Romance has always been one of my favorite genres. Lately, though, the people who make romantic movies tend to miss more than they hit. The cookie-cutter rom-coms and Nicholas Sparks adaptations keep coming; Cupid keeps loading up the cinematic arrows, but his vision appears to be blurry.
The Lunchbox is a refreshing change of pace. The Indian drama relies on genuine characters and grown-up emotions to stoke the passions of romance, rather than meet-cutes and cloying dialogue. It's a story about falling in love that seduces the audience at the same time as its characters inadvertently seduce each other.
First-time film actress Nimrat Kaur stars as Ila, a married mother of one. Every day, Ila makes lunch for her husband (Nakul Vaid), which she then hands to a specialized delivery service that distributes hot meals to workers all across the city. Fed up with her spouse taking no notice of her or her efforts, Ila is trying out a new recipe in hopes the quality will shock her husband into pay attention. It's the exact wrong time for something to go awry, but that's exactly what happens. Somewhere, instructions got mixed up, and the special food is dropped by the desk of another man. Saajan (Irrfan Khan, Life of Pi) is an accountant one month away from retirement. A widower, Saajan lives a solitary existence, cut off from other people. His lunches normally come from a cheap restaurant service. He immediately notices the difference.
Ila catches on pretty quick that her food is going to the wrong place, but instead of correcting the mistake, she sends Saajan a note with the next day's repast. She is hoping that whoever is getting the lunches will appreciate what its intended recipient never has. Saajan answers her letter, and their correspondence becomes a daily occurrence, each eagerly awaiting the delivery of the lunchbox to find out what the other has to say.
It's a simple premise, and director/co-writer Ritresh Batra smartly keeps it that way. The story stays almost exclusively with its two main characters, observing how their lives change as their correspondence grows more personal with each passing day. Saajan begins to come out of his shell, while Ila's newly opened eyes allow her to see how bad things have gotten in her marriage. A few unforeseen developments give the woman new reason to want to get away from her husband and start over, and the question begins to arise: can she and Saajan meet and make a go of things together?
I won't say much more than that, there are actually a few surprises in store for the audience. All I will say is that Batra stays smart right up until the end, avoiding genre clichés or easy resolutions. The real story here is how these two potential lovers reveal themselves, and how the narrative invites us to take part in this intimacy. Both Ila and Saajan are very real people who find happiness in their shared travails. He offers her wisdom and experience, and she offers him the warmth that has been missing since his wife passed. Both Khan and Vaid give fantastic performances. They mainly work in isolated space, keeping their letters close to their chests, sharing very little with those around them. Also quite good in the film is Nawazuddin Siddiqui as Saajan's replacement, an over-eager, cagey individual who unwittingly nudges Saajan toward reclaiming his life.

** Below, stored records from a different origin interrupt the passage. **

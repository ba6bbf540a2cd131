//! Top-level declarations and the module node.

use super::expr::Expr;
use super::stmt::Block;
use super::types::TypeExpr;
use yar_base::{Span, Symbol};

/// A function parameter. `&self`/`&mut self` shorthands parse into a
/// parameter named `self` whose type is a reference to `Self`.
#[derive(Debug, Clone)]
pub struct Param {
    pub mutable: bool,
    pub name: Symbol,
    pub ty: TypeExpr,
    pub span: Span,
}

/// `fn name<T>(params) RetType { body }`.
#[derive(Debug, Clone)]
pub struct FnDecl {
    pub is_pub: bool,
    pub name: Symbol,
    pub generics: Vec<Symbol>,
    pub params: Vec<Param>,
    pub ret: Option<TypeExpr>,
    pub body: Block,
    pub span: Span,
}

#[derive(Debug, Clone)]
pub struct StructDecl {
    pub is_pub: bool,
    pub name: Symbol,
    pub generics: Vec<Symbol>,
    pub fields: Vec<(Symbol, TypeExpr)>,
    pub span: Span,
}

/// A tuple-payload enum variant: `Some(T)`, `None`.
#[derive(Debug, Clone)]
pub struct Variant {
    pub name: Symbol,
    pub payload: Vec<TypeExpr>,
    pub span: Span,
}

#[derive(Debug, Clone)]
pub struct EnumDecl {
    pub is_pub: bool,
    pub name: Symbol,
    pub generics: Vec<Symbol>,
    pub variants: Vec<Variant>,
    pub span: Span,
}

/// A method signature inside a trait declaration (no body).
#[derive(Debug, Clone)]
pub struct MethodSig {
    pub name: Symbol,
    pub params: Vec<Param>,
    pub ret: Option<TypeExpr>,
    pub span: Span,
}

#[derive(Debug, Clone)]
pub struct TraitDecl {
    pub name: Symbol,
    pub methods: Vec<MethodSig>,
    pub span: Span,
}

/// `impl Target { ... }` or `impl Trait for Target { ... }`.
#[derive(Debug, Clone)]
pub struct ImplDecl {
    pub trait_name: Option<Symbol>,
    pub target: Symbol,
    pub methods: Vec<FnDecl>,
    pub span: Span,
}

#[derive(Debug, Clone)]
pub struct TypeAliasDecl {
    pub name: Symbol,
    pub ty: TypeExpr,
    pub span: Span,
}

#[derive(Debug, Clone)]
pub struct ConstDecl {
    pub name: Symbol,
    pub ty: Option<TypeExpr>,
    pub value: Expr,
    pub span: Span,
}

/// `use path`, `use "./file.yar"`, or `use alias = path`.
///
/// The path is kept as written; the loader resolves it against the stdlib
/// prefix, the importer's directory, or the project root.
#[derive(Debug, Clone)]
pub struct UseDecl {
    pub alias: Option<Symbol>,
    pub path: String,
    pub span: Span,
}

#[derive(Debug, Clone)]
pub enum Decl {
    Fn(FnDecl),
    Struct(StructDecl),
    Enum(EnumDecl),
    Trait(TraitDecl),
    Impl(ImplDecl),
    TypeAlias(TypeAliasDecl),
    Const(ConstDecl),
    Use(UseDecl),
}

impl Decl {
    pub fn span(&self) -> Span {
        match self {
            Decl::Fn(d) => d.span,
            Decl::Struct(d) => d.span,
            Decl::Enum(d) => d.span,
            Decl::Trait(d) => d.span,
            Decl::Impl(d) => d.span,
            Decl::TypeAlias(d) => d.span,
            Decl::Const(d) => d.span,
            Decl::Use(d) => d.span,
        }
    }
}

/// A parsed source file: optional `module name` header plus declarations.
#[derive(Debug, Clone)]
pub struct Module {
    pub name: Option<Symbol>,
    pub decls: Vec<Decl>,
    pub span: Span,
}

impl Module {
    /// All `use` declarations, in source order.
    pub fn imports(&self) -> impl Iterator<Item = &UseDecl> {
        self.decls.iter().filter_map(|d| match d {
            Decl::Use(u) => Some(u),
            _ => None,
        })
    }

    /// All top-level functions, in source order.
    pub fn functions(&self) -> impl Iterator<Item = &FnDecl> {
        self.decls.iter().filter_map(|d| match d {
            Decl::Fn(f) => Some(f),
            _ => None,
        })
    }
}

The Lunchbox should find the heart of most romantics. Its pleasures are subtle, yet rewarding, and Ritresh Batra offers a tantalizing glimpse into the everyday culture of modern-day India. Though not as overt as other movies that use cooking and food as a way to embrace life (Big Night, Like Water for Chocolate, Babette's Feast, etc.), there is much to be gleaned from how carefully Ila chooses and prepares each day's offering. At the very least, you're going to leave The Lunchbox craving Indian food. If you choose to indulge your hunger, hopefully you'll also have someone you can invite along to satiate that craving with you.